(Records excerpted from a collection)
━━━━━━━━━━━━━━━━━━━━━━━━━━━━━━
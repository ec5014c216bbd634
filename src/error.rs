//! Errors raised by the fallible ambient code: config, string tables and
//! feeds. The cards themselves never fail.

use std::path::PathBuf;
use thiserror::Error;

#[derive(Debug, Error)]
pub enum ConfigError {
    #[error("failed to read {path}: {source}")]
    Io {
        path: PathBuf,
        #[source]
        source: std::io::Error,
    },

    #[error("invalid TOML in {path}: {source}")]
    Toml {
        path: PathBuf,
        #[source]
        source: toml::de::Error,
    },

    #[error("invalid feed JSON in {path}: {source}")]
    Feed {
        path: PathBuf,
        #[source]
        source: serde_json::Error,
    },

    #[error("unknown string key '{key}'")]
    UnknownStringKey { key: String },

    #[error("template for '{key}' is missing placeholder {placeholder}")]
    MissingPlaceholder {
        key: &'static str,
        placeholder: &'static str,
    },
}

pub type Result<T> = std::result::Result<T, ConfigError>;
━━━━━━━━━━━━━━━━━━━━━━━━━━━━━━
Look through the records above for the string "invalid", then copy every line that has it.

    #[error("invalid TOML in {path}: {source}")]
    #[error("invalid feed JSON in {path}: {source}")]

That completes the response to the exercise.